晚年李嘉诚的目光
经济观察报
本报记者 戴佩良/文
作为曾经专访过李嘉诚的记者,7月29日即将度过自己75岁生日的李嘉诚给我留下了这样的印象:节制、谨慎、精力异常充沛、非常珍惜自己的名誉,此外他还是一个不露声色的商人。在他看来,为自己、为股东不断地创造最大的利益乃是无可回避的追求和生命,虽然情势常常随时局起起落落,然而,回溯历史似乎更有说服力,没有人能否认他若干次都把握住了重大历史机遇。此外,晚年的李嘉诚还有这样的个人理想——“不义而富且贵,于我如浮云。”
远远望去,在香港崛起的李嘉诚依然有着19世纪的中国商人的社会人格,经商、发达,努力成为儒家的绅士,从而步入国家历史的主流与殿堂。然而,耐人寻味的却是,李嘉诚正是自由经济的产物。香港的自由竞争养育成就了他,他最终却将灵魂归依于儒教,并试图于其中得到灵魂的安宁和慰藉。李嘉诚说,方寸之间,自有天地,乐趣无穷。
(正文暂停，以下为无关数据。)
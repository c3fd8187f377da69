//! Temporary file helpers shared by the integration tests.

use std::io::Write;
use tempfile::NamedTempFile;

/// Creates a temporary file with the given content.
///
/// The file is removed when the returned `NamedTempFile` is dropped.
pub fn create_temp_file(content: &[u8]) -> NamedTempFile {
    let mut temp_file = NamedTempFile::new().unwrap();
    temp_file.write_all(content).unwrap();
    temp_file.flush().unwrap();
    temp_file
}

/// Creates a temporary file of `size` bytes filled with `pattern`.
pub fn create_temp_file_with_size(size: usize, pattern: u8) -> NamedTempFile {
    create_temp_file(&vec![pattern; size])
}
如果了解李嘉诚,则会对他的一句话记忆深刻,他曾经说:“未买先想卖,当我买入一件东西,会作最坏的打算,这是我在99%的交易中做的事情,只有1%的时间,是想会赚多少钱。”而按照他的为人和投资的手段,大家吃进的时候他撤退,大家撤退的时候他吃进,这正是其一生把握机会的作风和利器,也是其“脱胎换骨”的真正关键。而对于李嘉诚这样的超级商人来说,从某种程度而言,无论潮流冷暖,他都必须在全球范围内对新技术的革命与重大转移做出无法避免的抉择,这种深远的影响将关系到以十年为周期的长远利益。
这其中当然饱含风险,在充分竞争的环境之中,最重大的利益总是伴之以最重大的风险,而商人的本质恰恰在于冒险。不过,李嘉诚不是周正毅,他有足够的实力避免“撞板”,这是一个投资老手真正老辣之处,他保留了大量手头现金,按照高盛的评估,以和黄账面高达160亿美元的流动资金和来自3G以外的公司其他产业部门每年30亿美元的现金盈利测算,即便2004年和黄整个3G项目以失败告终并全部撇账,和黄也完全能够抗得住失败的冲击。李嘉诚说,他要确定自己有游一个来回的能力,然后才会下河,游到对岸。这是一种令人望而生畏的能力。
从某种程度而言,对于由市井起家,身经百战的李嘉诚来说,正如其自己所言,生长于荆棘中的小树是绝难拔起的,对于苦心经营了半个多世纪,在激烈的竞争中崛起的李氏王朝来说,也许没有任何一场商业的挫折能给王朝带来真正致命的打击。然而,李氏王朝的命运依然将在未来的某一个时刻面临重大的挑战和考验。
今年5月,李嘉诚将价值23亿多港元的长实股票,从其私人名下转移到家庭信托基金之内,而这个家族基金的受益人除李嘉诚外,还包括他的两个儿子李泽钜及李泽楷。这对前段时间传因心脏原因而休息的李嘉诚来说,也许意味着某种微妙的信号,虽然,他依然强调自己还未去想退休的事情。
然而,在儒家的文化之中,对于这个一手缔造了偌大帝国的古稀老人而言,还有什么比他视野中两个儿子的身影更加重要的呢?他已经以一种符合儒家礼仪的,近乎完美的方式培养了两个儿子,却依然无法确定王朝未来的命运。
而对于普通的中国人来说,李嘉诚则包含了这样一种深刻的人生理想:那就是在一种既存制度内部,仅仅依赖个人奋斗,就可实现阶级与阶层的跨越。正是因为白手起家为李嘉诚的财富增添了无尽的荣誉和光环。而对于转型时期的中国而言,李嘉诚依然是无数贫寒志士的偶像。在一个贫富急剧加大的国度,最贫穷者对最富有者,正是建立了这样一种精神的景仰,但却并无这样的通途。